Basics of Pandas in Python: More Operations and Functions¶
In this tutorial, we'll explore some of the more advanced and useful functions that Pandas offers for data manipulation and analysis. These functions will help you retrieve basic information about your DataFrame, find unique values, apply custom functions, and sort your data efficiently.
Let's start by importing Pandas and creating a sample DataFrame to work with:
import pandas as pd
# Create a sample DataFrame
data = {
'Employee': ['Alice', 'Bob', 'Charlie', 'David', 'Eve'],
'Department': ['HR', 'IT', 'Finance', 'IT', 'HR'],
'Salary': [70000, 80000, 75000, 82000, 68000]
}
df = pd.DataFrame(data)
Retrieving Basic Information About the DataFrame¶
Understanding the structure and content of your DataFrame is crucial before performing any analysis.
Getting a Summary of the DataFrame¶
The info()
method provides a concise summary of the DataFrame, including the index dtype, column dtypes, non-null values, and memory usage.
df.info()
Accessing Column Names¶
To retrieve the list of column names in your DataFrame, use the columns
attribute:
df.columns
Viewing the DataFrame's Data¶
The keys()
method returns the columns of the DataFrame, similar to columns
:
df.keys()
Displaying the First Few Rows¶
Use the head()
method to display the first few rows of the DataFrame.

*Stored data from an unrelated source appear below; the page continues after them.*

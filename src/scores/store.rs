//! Score storage backends and the new-best check.
//!
//! The engine never touches storage. When a game ends the caller takes
//! `GameEngine::final_score` and hands it to `record_if_best`.

use std::fs::{create_dir_all, File, OpenOptions};
use std::io::{BufRead, BufReader, BufWriter, Write};
use std::path::{Path, PathBuf};

use chrono::{DateTime, Utc};

use super::record::{sort_best_first, ScoreRecord};
use crate::error::StoreError;

/// Somewhere score records live.
pub trait ScoreStore {
    /// All records, best first.
    fn records(&self) -> Result<Vec<ScoreRecord>, StoreError>;

    /// Add a record.
    fn append(&mut self, record: ScoreRecord) -> Result<(), StoreError>;

    /// Highest recorded length, if any.
    fn best(&self) -> Result<Option<usize>, StoreError> {
        Ok(self.records()?.iter().map(|r| r.length).max())
    }
}

/// Result of offering a final score to a store.
#[derive(Clone, Copy, Debug, PartialEq, Eq)]
pub enum RecordOutcome {
    /// The score beat the previous best and was appended.
    NewBest { previous: Option<usize> },
    /// The score did not beat the best; nothing was written.
    NotBest { best: usize },
}

impl RecordOutcome {
    #[must_use]
    pub const fn is_new_best(&self) -> bool {
        matches!(self, RecordOutcome::NewBest { .. })
    }
}

/// Append `{score, now}` if it beats the stored best.
///
/// An empty store counts as a best of 0, so a score of 0 is never recorded.
pub fn record_if_best<S>(
    store: &mut S,
    score: usize,
    now: DateTime<Utc>,
) -> Result<RecordOutcome, StoreError>
where
    S: ScoreStore + ?Sized,
{
    let previous = store.best()?;
    let best = previous.unwrap_or(0);
    if score <= best {
        return Ok(RecordOutcome::NotBest { best });
    }

    store.append(ScoreRecord::new(score, now))?;
    tracing::info!(score, previous = ?previous, "new best score recorded");
    Ok(RecordOutcome::NewBest { previous })
}

/// In-memory store.
#[derive(Clone, Debug, Default)]
pub struct MemoryScoreStore {
    records: Vec<ScoreRecord>,
}

impl MemoryScoreStore {
    pub fn new() -> Self {
        Self::default()
    }

    /// Number of records.
    #[must_use]
    pub fn len(&self) -> usize {
        self.records.len()
    }

    #[must_use]
    pub fn is_empty(&self) -> bool {
        self.records.is_empty()
    }
}

impl ScoreStore for MemoryScoreStore {
    fn records(&self) -> Result<Vec<ScoreRecord>, StoreError> {
        let mut records = self.records.clone();
        sort_best_first(&mut records);
        Ok(records)
    }

    fn append(&mut self, record: ScoreRecord) -> Result<(), StoreError> {
        self.records.push(record);
        Ok(())
    }
}

/// File-backed store: one JSON record per line.
///
/// Appends never rewrite earlier lines.
#[derive(Clone, Debug)]
pub struct JsonlScoreStore {
    path: PathBuf,
}

impl JsonlScoreStore {
    /// Open (or create) a store at `path`, creating parent directories.
    pub fn open<P: AsRef<Path>>(path: P) -> Result<Self, StoreError> {
        let path = path.as_ref().to_path_buf();
        if let Some(parent) = path.parent() {
            if !parent.as_os_str().is_empty() {
                create_dir_all(parent)?;
            }
        }
        OpenOptions::new().create(true).append(true).open(&path)?;
        Ok(Self { path })
    }

    /// Location of the backing file.
    #[must_use]
    pub fn path(&self) -> &Path {
        &self.path
    }
}

impl ScoreStore for JsonlScoreStore {
    fn records(&self) -> Result<Vec<ScoreRecord>, StoreError> {
        let reader = BufReader::new(File::open(&self.path)?);
        let mut records = Vec::new();
        for (i, line) in reader.lines().enumerate() {
            let line = line?;
            if line.trim().is_empty() {
                continue;
            }
            let record = serde_json::from_str(&line)
                .map_err(|source| StoreError::Malformed { line: i + 1, source })?;
            records.push(record);
        }
        sort_best_first(&mut records);
        Ok(records)
    }

    fn append(&mut self, record: ScoreRecord) -> Result<(), StoreError> {
        let line = serde_json::to_string(&record)?;
        let file = OpenOptions::new().create(true).append(true).open(&self.path)?;
        let mut writer = BufWriter::new(file);
        writer.write_all(line.as_bytes())?;
        writer.write_all(b"\n")?;
        writer.flush()?;
        Ok(())
    }
}
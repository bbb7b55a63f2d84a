//! Observable game state.
//!
//! `GameState` is everything a presentation layer needs to render a game:
//! phase, sequence, player progress, score, and the two display slots.
//!
//! Sequences use `im` persistent vectors so `GameEngine::snapshot` is an
//! O(1) clone.

use im::Vector;
use serde::{Deserialize, Serialize};

use super::symbol::Symbol;

/// Round state machine position.
///
/// Transitions are `Showing → Awaiting → (Showing | Over)`. `Over` holds
/// until the next `start`.
#[derive(Clone, Copy, Debug, Default, PartialEq, Eq, Hash, Serialize, Deserialize)]
pub enum RoundPhase {
    /// The engine is revealing the sequence.
    #[default]
    Showing,
    /// The engine is waiting for player input.
    Awaiting,
    /// A mismatch ended the game.
    Over,
}

impl std::fmt::Display for RoundPhase {
    fn fmt(&self, f: &mut std::fmt::Formatter<'_>) -> std::fmt::Result {
        let name = match self {
            RoundPhase::Showing => "showing",
            RoundPhase::Awaiting => "awaiting",
            RoundPhase::Over => "over",
        };
        f.write_str(name)
    }
}

/// A display slot value: the lit symbol, or nothing.
///
/// Every change carries a fresh `id` so lighting the same symbol twice in a
/// row is still two distinct observations.
#[derive(Clone, Copy, Debug, Default, PartialEq, Eq, Hash, Serialize, Deserialize)]
pub struct DisplayToken {
    /// Identity token, strictly increasing across both display slots.
    pub id: u64,
    /// Currently lit symbol.
    pub symbol: Option<Symbol>,
}

impl DisplayToken {
    /// Create a token.
    #[must_use]
    pub const fn new(id: u64, symbol: Option<Symbol>) -> Self {
        Self { id, symbol }
    }

    /// Is anything lit?
    #[must_use]
    pub const fn is_lit(&self) -> bool {
        self.symbol.is_some()
    }
}

/// Transient correctness feedback for the last comparison.
#[derive(Clone, Copy, Debug, Default, PartialEq, Eq, Hash, Serialize, Deserialize)]
pub enum FlashSignal {
    #[default]
    None,
    Correct,
    Incorrect,
}

/// Authoritative game state.
///
/// Only the engine mutates this; consumers get clones via snapshots.
#[derive(Clone, Debug, Default, PartialEq, Eq, Serialize, Deserialize)]
pub struct GameState {
    /// Current phase.
    pub phase: RoundPhase,

    /// Symbols to reproduce. Append-only within a game.
    pub sequence: Vector<Symbol>,

    /// Player submissions this round. Never longer than `sequence`.
    pub player_input: Vector<Symbol>,

    /// Round counter (starts at 1).
    pub level: u32,

    /// Length of the last fully reproduced sequence.
    pub last_correct_length: usize,

    /// Symbols lit so far in the current reveal.
    pub shown_count: usize,

    /// Engine playback slot, used while `Showing`.
    pub engine_display: DisplayToken,

    /// Player tap slot, used while `Awaiting`.
    pub player_display: DisplayToken,

    /// Correctness feedback.
    pub flash: FlashSignal,
}

impl GameState {
    /// Create the pre-game state.
    pub fn new() -> Self {
        Self {
            level: 1,
            ..Self::default()
        }
    }

    /// Length of the sequence.
    #[must_use]
    pub fn sequence_len(&self) -> usize {
        self.sequence.len()
    }

    /// Number of symbols entered this round.
    #[must_use]
    pub fn input_len(&self) -> usize {
        self.player_input.len()
    }

    /// Has the player reproduced the whole sequence this round?
    #[must_use]
    pub fn input_complete(&self) -> bool {
        !self.sequence.is_empty() && self.player_input.len() == self.sequence.len()
    }

    /// Score of the game so far.
    #[must_use]
    pub fn score(&self) -> usize {
        self.last_correct_length
    }
}
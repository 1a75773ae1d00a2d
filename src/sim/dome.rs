//! Scoring domes
//!
//! A dome is a contiguous run of nodes that animate together. Domes never
//! cross the ring seam and never overlap; `RingConfig::validate` enforces both.

use serde::{Deserialize, Serialize};

use super::state::Color;

/// A group of nodes that takes the color of the comet stopping inside it
#[derive(Debug, Clone, PartialEq, Serialize, Deserialize)]
pub struct Dome {
    pub start: usize,
    pub width: usize,
    pub color: Color,
    /// Reserved for per-dome idle animation
    pub animation_color: Color,
}

impl Dome {
    pub fn new(start: usize, width: usize, background: Color) -> Self {
        Self {
            start,
            width,
            color: background,
            animation_color: background,
        }
    }

    /// One past the last node of the dome
    #[inline]
    pub fn end(&self) -> usize {
        self.start + self.width
    }

    #[inline]
    pub fn contains(&self, index: usize) -> bool {
        self.start <= index && index < self.end()
    }

    pub fn resolve_hit(&mut self, color: Color) {
        self.color = color;
    }

    /// Back to the unscored look for a new session
    pub fn reset(&mut self, background: Color) {
        self.color = background;
        self.animation_color = background;
    }

    /// Paint the dome's color over its node range
    pub fn paint(&self, buffer: &mut [Color]) {
        let end = self.end().min(buffer.len());
        if self.start < end {
            buffer[self.start..end].fill(self.color);
        }
    }
}

/// First dome in iteration order containing `index`
pub fn find_dome(domes: &[Dome], index: usize) -> Option<usize> {
    domes.iter().position(|d| d.contains(index))
}

#[cfg(test)]
mod tests {
    use super::*;

    #[test]
    fn test_contains_half_open() {
        let dome = Dome::new(8, 4, Color::BLACK);
        assert!(!dome.contains(7));
        assert!(dome.contains(8));
        assert!(dome.contains(11));
        assert!(!dome.contains(12));
    }

    #[test]
    fn test_resolve_hit_and_reset() {
        let red = Color::rgb(255, 0, 0);
        let mut dome = Dome::new(0, 4, Color::BLACK);
        dome.resolve_hit(red);
        assert_eq!(dome.color, red);

        dome.reset(Color::BLACK);
        assert_eq!(dome.color, Color::BLACK);
        assert_eq!(dome.animation_color, Color::BLACK);
    }

    #[test]
    fn test_paint_fills_range_only() {
        let green = Color::rgb(0, 255, 0);
        let mut dome = Dome::new(2, 3, Color::BLACK);
        dome.resolve_hit(green);

        let mut buffer = vec![Color::BLACK; 8];
        dome.paint(&mut buffer);
        assert_eq!(buffer[1], Color::BLACK);
        assert_eq!(&buffer[2..5], &[green; 3]);
        assert_eq!(buffer[5], Color::BLACK);
    }

    #[test]
    fn test_find_dome_first_match() {
        let domes = vec![
            Dome::new(0, 4, Color::BLACK),
            Dome::new(8, 4, Color::BLACK),
        ];
        assert_eq!(find_dome(&domes, 3), Some(0));
        assert_eq!(find_dome(&domes, 9), Some(1));
        assert_eq!(find_dome(&domes, 5), None);
    }
}
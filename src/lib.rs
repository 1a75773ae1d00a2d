//! Comet Ring - light animation engine for a spinning LED ring game
//!
//! Core modules:
//! - `sim`: Deterministic simulation (ring topology, comets, domes, engine tick)
//! - `renderer`: Frame sinks consuming the node buffer (console, ring layout)
//! - `platform`: Repeating tick timer and wall-clock measurement
//! - `config`: Tuning constants, validation and JSON loading
//! - `scoreboard`: Per-session tallies built from simulation events

pub mod config;
pub mod error;
pub mod platform;
pub mod renderer;
pub mod scoreboard;
pub mod sim;

pub use config::{DomePlacement, RingConfig};
pub use error::ConfigError;
pub use scoreboard::Scoreboard;

use glam::Vec2;

/// Default tuning constants (mirrored by `RingConfig::default`)
pub mod consts {
    /// Number of addressable nodes on the ring
    pub const NUM_NODES: usize = 40;

    /// Launch speed in nodes per second
    pub const START_VELOCITY: f64 = 5.0;
    /// Added to the speed magnitude every spin step (must be negative)
    pub const ACCELERATION: f64 = -0.2;
    /// Comets at or below this speed magnitude stop and are removed
    pub const REMOVAL_SPEED: f64 = 1.0;

    /// Dome defaults: five domes of width 4, one every 8 nodes
    pub const DOME_WIDTH: usize = 4;
    pub const DOME_COUNT: usize = 5;
    pub const DOME_SPACING: usize = 8;

    /// Scheduler period in seconds
    pub const TICK_INTERVAL_SECS: f64 = 0.1;
}

/// Convert polar (r, theta) to cartesian (x, y)
#[inline]
pub fn polar_to_cartesian(r: f32, theta: f32) -> Vec2 {
    Vec2::new(r * theta.cos(), r * theta.sin())
}
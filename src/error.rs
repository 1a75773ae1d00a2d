//! Startup errors
//!
//! Everything here is fatal to startup. A running engine has no error path.

use thiserror::Error;

#[derive(Debug, Error)]
pub enum ConfigError {
    #[error("ring must have at least one node")]
    EmptyRing,

    #[error("dome {index} has zero width")]
    EmptyDome { index: usize },

    #[error("dome {index} spans [{start}, {end}) which crosses the ring seam at {num_nodes}")]
    DomeCrossesSeam {
        index: usize,
        start: usize,
        end: usize,
        num_nodes: usize,
    },

    #[error("domes {first} and {second} overlap")]
    OverlappingDomes { first: usize, second: usize },

    #[error("acceleration must be negative, got {0}")]
    NonDecelerating(f64),

    #[error("removal speed {removal_speed} is below half of |acceleration| ({acceleration}); comets would never stop")]
    NeverStops {
        removal_speed: f64,
        acceleration: f64,
    },

    #[error("{name} must be finite and non-negative, got {value}")]
    InvalidSpeed { name: &'static str, value: f64 },

    #[error("tick interval must be positive, got {0}")]
    InvalidInterval(f64),

    #[error("failed to read config: {0}")]
    Io(#[from] std::io::Error),

    #[error("failed to parse config: {0}")]
    Json(#[from] serde_json::Error),
}
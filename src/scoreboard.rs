//! Session scoreboard
//!
//! Built purely from `SimEvent`s, so it never has to look inside the engine.
//! Dome ownership follows the last comet to land in each dome.

use std::collections::BTreeMap;

use serde::{Deserialize, Serialize};

use crate::sim::{CometPhase, Player, SimEvent};

/// Per-player tallies
#[derive(Debug, Clone, Copy, Default, PartialEq, Eq, Serialize, Deserialize)]
pub struct PlayerTally {
    pub launched: u32,
    pub hits: u32,
    pub misses: u32,
}

#[derive(Debug, Clone, Default, Serialize, Deserialize)]
pub struct Scoreboard {
    pub player_one: PlayerTally,
    pub player_two: PlayerTally,
    /// Dome index -> current owner
    owners: BTreeMap<usize, Player>,
}

impl Scoreboard {
    pub fn new() -> Self {
        Self::default()
    }

    pub fn tally(&self, player: Player) -> &PlayerTally {
        match player {
            Player::One => &self.player_one,
            Player::Two => &self.player_two,
        }
    }

    fn tally_mut(&mut self, player: Player) -> &mut PlayerTally {
        match player {
            Player::One => &mut self.player_one,
            Player::Two => &mut self.player_two,
        }
    }

    pub fn record(&mut self, event: &SimEvent) {
        match *event {
            SimEvent::CometLaunched { player, .. } => self.tally_mut(player).launched += 1,
            SimEvent::CometStopped { player, phase, .. } => match phase {
                CometPhase::StoppedSuccess => self.tally_mut(player).hits += 1,
                CometPhase::StoppedFailure => self.tally_mut(player).misses += 1,
                CometPhase::Spinning => {}
            },
            SimEvent::DomeScored { dome, player, .. } => {
                self.owners.insert(dome, player);
            }
        }
    }

    pub fn record_all<'a>(&mut self, events: impl IntoIterator<Item = &'a SimEvent>) {
        for event in events {
            self.record(event);
        }
    }

    /// Owner of a dome, if anyone has landed in it
    pub fn owner(&self, dome: usize) -> Option<Player> {
        self.owners.get(&dome).copied()
    }

    /// Number of domes currently held by `player`
    pub fn domes_owned(&self, player: Player) -> usize {
        self.owners.values().filter(|&&p| p == player).count()
    }

    /// Player holding more domes, `None` on a tie
    pub fn leader(&self) -> Option<Player> {
        let one = self.domes_owned(Player::One);
        let two = self.domes_owned(Player::Two);
        match one.cmp(&two) {
            std::cmp::Ordering::Greater => Some(Player::One),
            std::cmp::Ordering::Less => Some(Player::Two),
            std::cmp::Ordering::Equal => None,
        }
    }

    /// Forget everything (new session)
    pub fn reset(&mut self) {
        *self = Self::new();
    }
}

#[cfg(test)]
mod tests {
    use super::*;
    use crate::sim::Color;

    fn stopped(player: Player, phase: CometPhase) -> SimEvent {
        SimEvent::CometStopped {
            comet_id: 1,
            player,
            node: 0,
            phase,
        }
    }

    fn scored(dome: usize, player: Player) -> SimEvent {
        SimEvent::DomeScored {
            dome,
            color: Color::BLACK,
            player,
        }
    }

    #[test]
    fn test_hits_and_misses() {
        let mut board = Scoreboard::new();
        board.record_all(&[
            SimEvent::CometLaunched {
                comet_id: 1,
                player: Player::One,
                node: 0,
            },
            stopped(Player::One, CometPhase::StoppedSuccess),
            stopped(Player::Two, CometPhase::StoppedFailure),
        ]);

        assert_eq!(board.tally(Player::One).launched, 1);
        assert_eq!(board.tally(Player::One).hits, 1);
        assert_eq!(board.tally(Player::Two).misses, 1);
        assert_eq!(board.tally(Player::Two).hits, 0);
    }

    #[test]
    fn test_dome_ownership_follows_last_hit() {
        let mut board = Scoreboard::new();
        board.record(&scored(2, Player::One));
        board.record(&scored(3, Player::One));
        assert_eq!(board.leader(), Some(Player::One));

        board.record(&scored(2, Player::Two));
        assert_eq!(board.owner(2), Some(Player::Two));
        assert_eq!(board.domes_owned(Player::One), 1);
        assert_eq!(board.leader(), None);

        board.reset();
        assert_eq!(board.owner(3), None);
        assert_eq!(board.tally(Player::One).launched, 0);
    }
}
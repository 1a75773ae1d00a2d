//! Linear console rendering
//!
//! Two rows per frame: a dome marker row (`_` over dome nodes) and a node
//! row. Plain mode prints one palette symbol per node; ANSI mode prints a
//! truecolor glyph instead.

use std::io::{self, Write};

use super::{Frame, FrameSink};
use crate::config::RingConfig;
use crate::sim::Color;

const CLEAR_SCREEN: &str = "\x1b[2J\x1b[H";

/// Maps known colors to single-character symbols for plain output
#[derive(Debug, Clone)]
pub struct Palette {
    entries: Vec<(Color, char)>,
    background: Color,
    unknown: char,
}

impl Palette {
    /// Background `0`, player one `1`, player two `2`, anything else `*`
    pub fn from_config(config: &RingConfig) -> Self {
        Self {
            entries: vec![
                (config.background, '0'),
                (config.player_one_color, '1'),
                (config.player_two_color, '2'),
            ],
            background: config.background,
            unknown: '*',
        }
    }

    pub fn symbol(&self, color: Color) -> char {
        self.entries
            .iter()
            .find(|(c, _)| *c == color)
            .map(|(_, s)| *s)
            .unwrap_or(self.unknown)
    }

    pub fn background(&self) -> Color {
        self.background
    }
}

/// Prints frames as text rows
pub struct ConsoleSink<W: Write> {
    out: W,
    palette: Palette,
    ansi: bool,
    clear: bool,
}

impl ConsoleSink<io::Stdout> {
    pub fn stdout(palette: Palette) -> Self {
        Self::new(io::stdout(), palette)
    }
}

impl<W: Write> ConsoleSink<W> {
    pub fn new(out: W, palette: Palette) -> Self {
        Self {
            out,
            palette,
            ansi: false,
            clear: false,
        }
    }

    /// Truecolor glyphs instead of palette digits
    pub fn with_ansi(mut self, ansi: bool) -> Self {
        self.ansi = ansi;
        self
    }

    /// Clear the terminal before every frame
    pub fn with_clear(mut self, clear: bool) -> Self {
        self.clear = clear;
        self
    }

    pub fn into_inner(self) -> W {
        self.out
    }

    fn render(&self, frame: &Frame<'_>) -> String {
        let mut text = String::with_capacity(frame.len() * 24 + 16);
        if self.clear {
            text.push_str(CLEAR_SCREEN);
        }

        for &in_dome in frame.dome_mask {
            text.push(if in_dome { '_' } else { ' ' });
        }
        text.push('\n');

        for &color in frame.colors {
            if self.ansi {
                if color == self.palette.background() {
                    text.push('·');
                } else {
                    text.push_str(&format!(
                        "\x1b[38;2;{};{};{}m●\x1b[0m",
                        color.r, color.g, color.b
                    ));
                }
            } else {
                text.push(self.palette.symbol(color));
            }
        }
        text.push('\n');
        text
    }

    fn write_frame(&mut self, frame: &Frame<'_>) -> io::Result<()> {
        let text = self.render(frame);
        self.out.write_all(text.as_bytes())?;
        self.out.flush()
    }
}

impl<W: Write> FrameSink for ConsoleSink<W> {
    fn present(&mut self, frame: &Frame<'_>) {
        if let Err(e) = self.write_frame(frame) {
            log::warn!("Console frame dropped: {}", e);
        }
    }
}
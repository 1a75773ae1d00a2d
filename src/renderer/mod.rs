//! Frame sinks
//!
//! The engine hands every finished node buffer to a `FrameSink`. Sinks own
//! their failures: a terminal that goes away must never stall the tick loop.

mod console;
mod ring_layout;

pub use console::{ConsoleSink, Palette};
pub use ring_layout::RingLayoutSink;

use crate::sim::Color;

/// One rendered frame, borrowed from the engine
#[derive(Debug, Clone, Copy)]
pub struct Frame<'a> {
    /// One color per node, in ring order
    pub colors: &'a [Color],
    /// `true` where the node belongs to a dome
    pub dome_mask: &'a [bool],
}

impl Frame<'_> {
    pub fn len(&self) -> usize {
        self.colors.len()
    }

    pub fn is_empty(&self) -> bool {
        self.colors.is_empty()
    }

    pub fn to_owned_frame(&self) -> OwnedFrame {
        OwnedFrame {
            colors: self.colors.to_vec(),
            dome_mask: self.dome_mask.to_vec(),
        }
    }
}

/// Owned copy of a frame
#[derive(Debug, Clone, PartialEq)]
pub struct OwnedFrame {
    pub colors: Vec<Color>,
    pub dome_mask: Vec<bool>,
}

/// Consumer of rendered frames (console, LED driver, recorder)
pub trait FrameSink {
    fn present(&mut self, frame: &Frame<'_>);
}

/// Keeps every frame it is shown
#[derive(Debug, Default)]
pub struct RecordingSink {
    pub frames: Vec<OwnedFrame>,
}

impl RecordingSink {
    pub fn new() -> Self {
        Self::default()
    }

    pub fn last(&self) -> Option<&OwnedFrame> {
        self.frames.last()
    }
}

impl FrameSink for RecordingSink {
    fn present(&mut self, frame: &Frame<'_>) {
        self.frames.push(frame.to_owned_frame());
    }
}

/// Drops every frame
#[derive(Debug, Default, Clone, Copy)]
pub struct NullSink;

impl FrameSink for NullSink {
    fn present(&mut self, _frame: &Frame<'_>) {}
}
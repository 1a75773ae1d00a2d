//! Ring configuration
//!
//! Every tuning constant lives here. Values are fixed once the engine is
//! built; there is no runtime reload.

use std::path::Path;

use serde::{Deserialize, Serialize};

use crate::consts::*;
use crate::error::ConfigError;
use crate::sim::{Color, Player};

/// Where a dome sits on the ring
#[derive(Debug, Clone, Copy, PartialEq, Eq, Serialize, Deserialize)]
pub struct DomePlacement {
    pub start: usize,
    pub width: usize,
}

impl DomePlacement {
    /// `count` domes of `width` nodes, one every `spacing` nodes from node 0
    pub fn evenly_spaced(count: usize, spacing: usize, width: usize) -> Vec<Self> {
        (0..count)
            .map(|i| DomePlacement {
                start: i * spacing,
                width,
            })
            .collect()
    }
}

/// Tuning constants for one ring
#[derive(Debug, Clone, PartialEq, Serialize, Deserialize)]
#[serde(default)]
pub struct RingConfig {
    /// Number of LED nodes on the ring
    pub num_nodes: usize,

    // === Physics ===
    /// Launch speed (nodes per second)
    pub start_speed: f64,
    /// Speed change per spin step (negative)
    pub acceleration: f64,
    /// Comets at or below this speed magnitude stop
    pub removal_speed: f64,

    // === Layout ===
    pub domes: Vec<DomePlacement>,

    // === Colors ===
    pub background: Color,
    pub player_one_color: Color,
    pub player_two_color: Color,

    // === Launch ===
    /// Uniform launch speed jitter (+/-), 0 disables
    pub launch_jitter: f64,
    /// Seed for the launch jitter stream
    pub seed: u64,

    // === Scheduling ===
    /// Scheduler period in seconds
    pub tick_interval_secs: f64,
}

impl Default for RingConfig {
    fn default() -> Self {
        Self {
            num_nodes: NUM_NODES,

            start_speed: START_VELOCITY,
            acceleration: ACCELERATION,
            removal_speed: REMOVAL_SPEED,

            domes: DomePlacement::evenly_spaced(DOME_COUNT, DOME_SPACING, DOME_WIDTH),

            background: Color::BLACK,
            player_one_color: Color::rgb(255, 80, 0),
            player_two_color: Color::rgb(0, 120, 255),

            launch_jitter: 0.0,
            seed: 0,

            tick_interval_secs: TICK_INTERVAL_SECS,
        }
    }
}

impl RingConfig {
    pub fn from_json_str(json: &str) -> Result<Self, ConfigError> {
        let config: Self = serde_json::from_str(json)?;
        config.validate()?;
        Ok(config)
    }

    /// Load and validate a JSON config file
    pub fn load(path: impl AsRef<Path>) -> Result<Self, ConfigError> {
        let json = std::fs::read_to_string(path.as_ref())?;
        let config = Self::from_json_str(&json)?;
        log::info!(
            "Loaded ring config from {} ({} nodes, {} domes)",
            path.as_ref().display(),
            config.num_nodes,
            config.domes.len()
        );
        Ok(config)
    }

    pub fn player_color(&self, player: Player) -> Color {
        match player {
            Player::One => self.player_one_color,
            Player::Two => self.player_two_color,
        }
    }

    /// Reject layouts and physics the engine cannot run
    pub fn validate(&self) -> Result<(), ConfigError> {
        if self.num_nodes == 0 {
            return Err(ConfigError::EmptyRing);
        }

        for (name, value) in [
            ("start_speed", self.start_speed),
            ("removal_speed", self.removal_speed),
            ("launch_jitter", self.launch_jitter),
        ] {
            if !value.is_finite() || value < 0.0 {
                return Err(ConfigError::InvalidSpeed { name, value });
            }
        }
        if !(self.acceleration < 0.0) {
            // Also catches NaN
            return Err(ConfigError::NonDecelerating(self.acceleration));
        }
        // Below half a step the speed flips sign around zero and never stops
        if self.removal_speed < -self.acceleration / 2.0 {
            return Err(ConfigError::NeverStops {
                removal_speed: self.removal_speed,
                acceleration: self.acceleration,
            });
        }
        if !(self.tick_interval_secs > 0.0) || !self.tick_interval_secs.is_finite() {
            return Err(ConfigError::InvalidInterval(self.tick_interval_secs));
        }

        for (index, dome) in self.domes.iter().enumerate() {
            if dome.width == 0 {
                return Err(ConfigError::EmptyDome { index });
            }
            let end = dome.start.checked_add(dome.width).unwrap_or(usize::MAX);
            if end > self.num_nodes {
                return Err(ConfigError::DomeCrossesSeam {
                    index,
                    start: dome.start,
                    end,
                    num_nodes: self.num_nodes,
                });
            }
        }

        let mut order: Vec<usize> = (0..self.domes.len()).collect();
        order.sort_by_key(|&i| self.domes[i].start);
        for pair in order.windows(2) {
            let (a, b) = (&self.domes[pair[0]], &self.domes[pair[1]]);
            if b.start < a.start + a.width {
                return Err(ConfigError::OverlappingDomes {
                    first: pair[0].min(pair[1]),
                    second: pair[0].max(pair[1]),
                });
            }
        }

        Ok(())
    }
}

By default, it shows the first five rows, but you can specify the number of rows you want:
df.head(3)
Displaying the Last Few Rows¶
Similarly, use the tail()
method to view the last few rows:
df.tail(2)
Converting DataFrame to NumPy Array¶
If you need to perform operations using NumPy, you can convert the DataFrame to a NumPy array using the values
attribute:
array_data = df.values
Getting the Size of the DataFrame¶
The size
attribute returns the total number of elements in the DataFrame:
total_elements = df.size
Getting the Shape of the DataFrame¶
The shape
attribute provides the dimensions of the DataFrame in the form of (number of rows, number of columns)
:
data_shape = df.shape
Getting the Number of Rows and Columns¶
To get the number of rows:
num_rows = df.shape[0]
To get the number of columns:
num_columns = df.shape[1]
unique_departments = df['Department'].unique()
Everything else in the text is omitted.